-- Opening Marker --
//! Per-site state and the manager that creates and drops it.
//!
//! A `SiteSession` bundles everything tied to one logged-in account: the web
//! service client, the response cache, the offline queue and the sync
//! registry. It is created on login (or restore) and dropped on logout.

use std::collections::HashMap;
use std::path::{Path, PathBuf};
use std::sync::{Arc, Mutex};

use serde::{Deserialize, Serialize};
use serde_json::{json, Value};
use tracing::{debug, info, warn};

use crate::api::request::hash_text;
use crate::api::{Transport, TypeExpected, WsClient, WsError, WsPresets};
use crate::auth::{Session, SessionData, TokenStore};
use crate::cache::{CacheStore, JsonCacheStore, ReadOptions, ResponseCache, UpdateFrequency};
use crate::events::EventBus;
use crate::modules::{assign, messages};
use crate::network::NetworkMonitor;
use crate::offline::{OfflineQueue, OfflineWriter};
use crate::push::{decide_click, ClickAction, PushNotification};
use crate::sync::{SyncHandler, SyncKind, SyncOrchestrator, SyncReport, SyncTrigger};

/// Cache file name in the site directory
const CACHE_FILE: &str = "cache.json";

/// Offline queue file name in the site directory
const QUEUE_FILE: &str = "offline.json";

const SITE_INFO_FUNCTION: &str = "core_webservice_get_site_info";
const SITE_INFO_KEY: &str = "site_info";

/// Subset of `core_webservice_get_site_info` the core relies on.
#[derive(Debug, Clone, Serialize, Deserialize, PartialEq)]
#[cfg_attr(feature = "ts", derive(ts_rs::TS))]
pub struct SiteInfo {
    pub userid: i64,
    pub sitename: String,
    #[serde(default)]
    pub fullname: String,
    #[serde(default)]
    pub release: Option<String>,
}

pub struct SiteSession {
    data: SessionData,
    network: NetworkMonitor,
    events: EventBus,
    ws: WsClient,
    cache: Arc<ResponseCache>,
    writer: OfflineWriter,
    sync: SyncOrchestrator,
}

impl SiteSession {
    pub fn new(
        data: SessionData,
        transport: Arc<dyn Transport>,
        network: NetworkMonitor,
        events: EventBus,
        store: Arc<dyn CacheStore>,
        queue: OfflineQueue,
    ) -> Self {
        let ws = WsClient::new(&data.site_id, transport, network.clone(), events.clone());

        let cache = Arc::new(ResponseCache::new(&data.site_id, store, events.clone()));
        messages::register_cache_rules(&cache);
        ws.set_write_observer(cache.clone());

        let writer = OfflineWriter::new(Arc::new(queue), network.clone(), events.clone());
        let handlers: Vec<Arc<dyn SyncHandler>> =
            vec![Arc::new(messages::MessagesSync), Arc::new(assign::AssignSync)];
        let sync = SyncOrchestrator::new(handlers);

        Self {
            data,
            network,
            events,
            ws,
            cache,
            writer,
            sync,
        }
    }

    /// Session with its cache and offline queue persisted under `dir`.
    pub fn open(
        data: SessionData,
        transport: Arc<dyn Transport>,
        network: NetworkMonitor,
        events: EventBus,
        dir: &Path,
    ) -> Result<Self, WsError> {
        let store = JsonCacheStore::open(dir.join(CACHE_FILE))
            .map_err(|e| WsError::Storage(format!("{:#}", e)))?;
        let queue = OfflineQueue::open(&data.site_id, dir.join(QUEUE_FILE))?;
        Ok(Self::new(data, transport, network, events, Arc::new(store), queue))
    }

    /// Session whose cache and queue live only in memory.
    pub fn in_memory(
        data: SessionData,
        transport: Arc<dyn Transport>,
        network: NetworkMonitor,
        events: EventBus,
    ) -> Self {
        let queue = OfflineQueue::in_memory(&data.site_id);
        Self::new(
            data,
            transport,
            network,
            events,
            Arc::new(JsonCacheStore::in_memory()),
            queue,
        )
    }

    pub fn site_id(&self) -> &str {
        &self.data.site_id
    }

    pub fn data(&self) -> &SessionData {
        &self.data
    }

    pub fn user_id(&self) -> Option<i64> {
        self.data.user_id
    }

    pub fn network(&self) -> &NetworkMonitor {
        &self.network
    }

    pub fn events(&self) -> &EventBus {
        &self.events
    }

    pub fn ws(&self) -> &WsClient {
        &self.ws
    }

    pub fn cache(&self) -> &Arc<ResponseCache> {
        &self.cache
    }

    pub fn offline(&self) -> &Arc<OfflineQueue> {
        self.writer.queue()
    }

    pub fn writer(&self) -> &OfflineWriter {
        &self.writer
    }

    pub fn sync_orchestrator(&self) -> &SyncOrchestrator {
        &self.sync
    }

    pub fn presets(&self) -> WsPresets {
        WsPresets::new(&self.data.site_url, &self.data.token)
    }

    /// Cached read of a web service function expecting an object.
    pub async fn read(&self, method: &str, params: Value, options: &ReadOptions) -> Result<Value, WsError> {
        self.read_with(method, params, options, self.presets()).await
    }

    /// Cached read with explicit presets.
    ///
    /// Responses are filed under `options.cache_key` (or the function name),
    /// one variant per distinct parameter set. A read issued after an
    /// invalidation never joins a call started before it.
    pub async fn read_with(
        &self,
        method: &str,
        params: Value,
        options: &ReadOptions,
        presets: WsPresets,
    ) -> Result<Value, WsError> {
        let key = options.cache_key.as_deref().unwrap_or(method);
        let variant = hash_text(&format!("{}{}", method, params));
        let state = self.network.state();
        self.cache
            .read(key, &variant, options, &state, |generation| async move {
                self.ws
                    .call(method, params, &presets.in_generation(generation))
                    .await
            })
            .await
    }

    /// Uncached call to a function that changes server state.
    pub async fn write(&self, method: &str, params: Value, presets: WsPresets) -> Result<Value, WsError> {
        self.ws.call(method, params, &presets.as_write()).await
    }

    pub async fn site_info(&self, options: &ReadOptions) -> Result<SiteInfo, WsError> {
        let options = options
            .clone()
            .with_key(SITE_INFO_KEY)
            .with_frequency(UpdateFrequency::Rarely);
        let data = self.read(SITE_INFO_FUNCTION, json!({}), &options).await?;
        serde_json::from_value(data).map_err(WsError::from)
    }

    /// Fetch site info and copy the account fields into the session.
    pub async fn refresh_site_info(&mut self) -> Result<SiteInfo, WsError> {
        let info = self.site_info(&ReadOptions::refresh()).await?;
        self.data.user_id = Some(info.userid);
        self.data.site_name = Some(info.sitename.clone());
        self.data.full_name = Some(info.fullname.clone());
        Ok(info)
    }

    pub async fn sync(&self, kind: SyncKind, trigger: SyncTrigger) -> Result<Option<SyncReport>, WsError> {
        self.sync.run(self, kind, trigger).await
    }

    pub async fn sync_all(&self, trigger: SyncTrigger) -> Vec<SyncReport> {
        self.sync.run_all(self, trigger).await
    }

    /// Presets for a call expecting `expected`.
    pub fn presets_expecting(&self, expected: TypeExpected) -> WsPresets {
        self.presets().expecting(expected)
    }
}

/// Creates, restores and drops site sessions.
pub struct SitesManager {
    transport: Arc<dyn Transport>,
    network: NetworkMonitor,
    events: EventBus,
    tokens: Arc<dyn TokenStore>,
    /// Root for per-site directories; `None` keeps everything in memory.
    base_dir: Option<PathBuf>,
    sessions: Mutex<HashMap<String, Arc<SiteSession>>>,
    current: Mutex<Option<String>>,
}

impl SitesManager {
    pub fn new(
        transport: Arc<dyn Transport>,
        network: NetworkMonitor,
        events: EventBus,
        tokens: Arc<dyn TokenStore>,
        base_dir: Option<PathBuf>,
    ) -> Self {
        Self {
            transport,
            network,
            events,
            tokens,
            base_dir,
            sessions: Mutex::new(HashMap::new()),
            current: Mutex::new(None),
        }
    }

    pub fn network(&self) -> &NetworkMonitor {
        &self.network
    }

    pub fn events(&self) -> &EventBus {
        &self.events
    }

    /// Exchange credentials for a token, load site info and open the session.
    pub async fn login(&self, site_url: &str, username: &str, password: &str) -> Result<Arc<SiteSession>, WsError> {
        let probe = WsClient::new("", self.transport.clone(), self.network.clone(), self.events.clone());
        let token = probe.request_token(site_url, username, password).await?;

        let data = SessionData::new(site_url, username, &token);
        let mut session = self.open_session(data)?;
        let info = session.refresh_site_info().await?;

        self.tokens
            .store_token(session.site_id(), &token)
            .map_err(|e| WsError::Storage(format!("{:#}", e)))?;
        if let Some(dir) = self.site_dir(session.site_id()) {
            let mut file = Session::new(dir);
            file.update(session.data().clone());
            file.save().map_err(|e| WsError::Storage(format!("{:#}", e)))?;
        }

        info!(site_id = session.site_id(), site = %info.sitename, user_id = info.userid, "Logged in");
        Ok(self.activate(session))
    }

    /// Reopen a session saved by an earlier login.
    pub fn restore(&self, site_id: &str) -> Result<Arc<SiteSession>, WsError> {
        if let Some(session) = self.get(site_id) {
            return Ok(session);
        }

        let dir = self
            .site_dir(site_id)
            .ok_or_else(|| WsError::Storage("No site directory configured".to_string()))?;
        let mut file = Session::new(dir);
        let found = file.load().map_err(|e| WsError::Storage(format!("{:#}", e)))?;
        let mut data = match (found, file.data) {
            (true, Some(data)) => data,
            _ => return Err(WsError::Unauthorized(format!("No saved session for site {}", site_id))),
        };
        data.token = self
            .tokens
            .get_token(site_id)
            .map_err(|e| WsError::Unauthorized(format!("{:#}", e)))?;

        let session = self.open_session(data)?;
        debug!(site_id, "Session restored");
        Ok(self.activate(session))
    }

    /// Drop the session and its stored credentials. Cached data and pending
    /// actions stay on disk for the next login.
    pub fn logout(&self, site_id: &str) -> Result<(), WsError> {
        let dropped = self
            .sessions
            .lock()
            .ok()
            .and_then(|mut sessions| sessions.remove(site_id));
        if let Ok(mut current) = self.current.lock() {
            if current.as_deref() == Some(site_id) {
                *current = None;
            }
        }

        self.tokens
            .delete(site_id)
            .map_err(|e| WsError::Storage(format!("{:#}", e)))?;
        if let Some(dir) = self.site_dir(site_id) {
            Session::new(dir)
                .clear()
                .map_err(|e| WsError::Storage(format!("{:#}", e)))?;
        }

        match dropped {
            Some(session) if !session.offline().is_empty() => {
                warn!(site_id, pending = session.offline().len(), "Logged out with unsynced actions");
            }
            _ => info!(site_id, "Logged out"),
        }
        Ok(())
    }

    pub fn get(&self, site_id: &str) -> Option<Arc<SiteSession>> {
        self.sessions.lock().ok()?.get(site_id).cloned()
    }

    pub fn current(&self) -> Option<Arc<SiteSession>> {
        let id = self.current.lock().ok()?.clone()?;
        self.get(&id)
    }

    /// Decide what a notification click does and sync the entity it names.
    pub async fn handle_push_click(&self, notification: &PushNotification) -> ClickAction {
        let action = decide_click(notification);
        if let Some((kind, trigger)) = &action.sync {
            let kind = *kind;
            match self.get(&action.site_id) {
                Some(site) => {
                    if let Err(e) = site.sync(kind, trigger.clone()).await {
                        warn!(site_id = %action.site_id, %kind, error = %e, "Push sync failed");
                    }
                }
                None => debug!(site_id = %action.site_id, "Push for a site without a session"),
            }
        }
        action
    }

    fn site_dir(&self, site_id: &str) -> Option<PathBuf> {
        self.base_dir.as_ref().map(|base| base.join(site_id))
    }

    fn open_session(&self, data: SessionData) -> Result<SiteSession, WsError> {
        match self.site_dir(&data.site_id) {
            Some(dir) => SiteSession::open(data, self.transport.clone(), self.network.clone(), self.events.clone(), &dir),
            None => Ok(SiteSession::in_memory(
                data,
                self.transport.clone(),
                self.network.clone(),
                self.events.clone(),
            )),
        }
    }

    fn activate(&self, session: SiteSession) -> Arc<SiteSession> {
        let session = Arc::new(session);
        let site_id = session.site_id().to_string();
        if let Ok(mut sessions) = self.sessions.lock() {
            sessions.insert(site_id.clone(), session.clone());
        }
        if let Ok(mut current) = self.current.lock() {
            *current = Some(site_id);
        }
        session
    }
}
-- Closing Marker --
Filter the entries above down to the lines that contain the word "Mutex".

use std::sync::{Arc, Mutex};
    sessions: Mutex<HashMap<String, Arc<SiteSession>>>,
    current: Mutex<Option<String>>,
            sessions: Mutex::new(HashMap::new()),
            current: Mutex::new(None),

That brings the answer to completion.